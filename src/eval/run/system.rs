//! System instructions: hashing, logging, calls, creation, and
//! self-destruct.

use std::cmp::min;
use std::rc::Rc;

use primitive_types::U256;

use crate::errors::TrieError;
use crate::memory::Memory;
use crate::params::{Context, Log};
use crate::patch::Patch;
use crate::state::StateManager;
use crate::trie::Database;
use crate::util::{address_to_u256, create_address, h256_to_u256, keccak256, u256_to_address, u256_to_h256};

use super::super::util::{copy_from_memory, l64};
use super::super::{Control, State};

pub fn sha3<M: Memory>(state: &mut State<M>) {
    pop!(state, from, len);
    let data = copy_from_memory(&state.memory, from, len);
    push!(state, h256_to_u256(keccak256(data.as_slice())));
}

pub fn log<M: Memory>(state: &mut State<M>, topic_len: usize) {
    pop!(state, index, len);
    let data = copy_from_memory(&state.memory, index, len);
    let mut topics = Vec::new();
    for _ in 0..topic_len {
        topics.push(u256_to_h256(state.stack.pop().unwrap()));
    }

    state.logs.push(Log {
        address: state.context.address,
        topics,
        data,
    });
}

pub fn suicide<M: Memory, D: Database>(
    state: &mut State<M>,
    handle: &mut StateManager<D>,
) -> Result<(), TrieError> {
    pop!(state, target);
    let beneficiary = u256_to_address(target);
    let address = state.context.address;

    state.suicides.entry(address).or_insert(beneficiary);

    let balance = handle.get_balance(address)?;
    handle.add_balance(beneficiary, balance)?;
    // Re-read so that a self-beneficiary destroys its own funds.
    let balance = handle.get_balance(address)?;
    handle.sub_balance(address, balance)?;
    Ok(())
}

macro_rules! try_callstack_limit {
    ( $state:expr, $patch:tt ) => {
        if $state.depth + 1 >= $patch::callstack_limit() {
            push!($state, U256::zero());
            return Ok(Some(Control::ShortCircuit));
        }
    };
}

macro_rules! try_balance {
    ( $state:expr, $handle:expr, $value:expr ) => {
        if $handle.get_balance($state.context.address)? < $value {
            push!($state, U256::zero());
            return Ok(Some(Control::ShortCircuit));
        }
    };
}

pub fn create<M: Memory, P: Patch, D: Database>(
    state: &mut State<M>,
    handle: &mut StateManager<D>,
    after_gas: U256,
) -> Result<Option<Control>, TrieError> {
    let l64_after_gas = if P::call_create_l64_after_gas() {
        l64(after_gas)
    } else {
        after_gas
    };

    pop!(state, value);
    pop!(state, init_start, init_len);

    try_callstack_limit!(state, P);
    try_balance!(state, handle, value);

    // The creator's nonce rises before the child runs and stays
    // risen even if the creation fails.
    let nonce = handle.get_nonce(state.context.address)?;
    handle.put_nonce(state.context.address, nonce + 1)?;
    let address = create_address(state.context.address, nonce);

    let init = Rc::new(copy_from_memory(&state.memory, init_start, init_len));
    let context = Context {
        address,
        caller: state.context.address,
        origin: state.context.origin,
        code: init,
        data: Rc::new(Vec::new()),
        gas_limit: l64_after_gas,
        gas_price: state.context.gas_price,
        value,
        apparent_value: value,
    };

    push!(state, address_to_u256(address));
    Ok(Some(Control::InvokeCreate(context)))
}

pub fn call<M: Memory, P: Patch, D: Database>(
    state: &mut State<M>,
    handle: &mut StateManager<D>,
    stipend_gas: U256,
    after_gas: U256,
    as_self: bool,
) -> Result<Option<Control>, TrieError> {
    let l64_after_gas = if P::call_create_l64_after_gas() {
        l64(after_gas)
    } else {
        after_gas
    };

    pop!(state, gas, to, value);
    pop!(state, in_start, in_len, out_start, out_len);
    let to = u256_to_address(to);
    let gas_limit = min(gas, l64_after_gas) + stipend_gas;

    try_callstack_limit!(state, P);
    try_balance!(state, handle, value);

    let input = Rc::new(copy_from_memory(&state.memory, in_start, in_len));
    let code = handle.get_code(to)?;
    let mut context = Context {
        address: to,
        caller: state.context.address,
        origin: state.context.origin,
        code,
        data: input,
        gas_limit,
        gas_price: state.context.gas_price,
        value,
        apparent_value: value,
    };
    if as_self {
        context.address = state.context.address;
    }

    push!(state, U256::one());
    Ok(Some(Control::InvokeCall(context, (out_start, out_len))))
}

pub fn delegate_call<M: Memory, P: Patch, D: Database>(
    state: &mut State<M>,
    handle: &mut StateManager<D>,
    after_gas: U256,
) -> Result<Option<Control>, TrieError> {
    let l64_after_gas = if P::call_create_l64_after_gas() {
        l64(after_gas)
    } else {
        after_gas
    };

    pop!(state, gas, to);
    pop!(state, in_start, in_len, out_start, out_len);
    let to = u256_to_address(to);
    let gas_limit = min(gas, l64_after_gas);

    try_callstack_limit!(state, P);

    // Callee code runs in the caller's identity: same address, same
    // caller, same apparent value, and no transfer.
    let input = Rc::new(copy_from_memory(&state.memory, in_start, in_len));
    let code = handle.get_code(to)?;
    let context = Context {
        address: state.context.address,
        caller: state.context.caller,
        origin: state.context.origin,
        code,
        data: input,
        gas_limit,
        gas_price: state.context.gas_price,
        value: U256::zero(),
        apparent_value: state.context.apparent_value,
    };

    push!(state, U256::one());
    Ok(Some(Control::InvokeCall(context, (out_start, out_len))))
}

***

◆ **ASSIGNED TASK**: Lines containing "Database" in the listing: how many are there? Answer with the number only.

◆ **TASK SOLUTION**: 5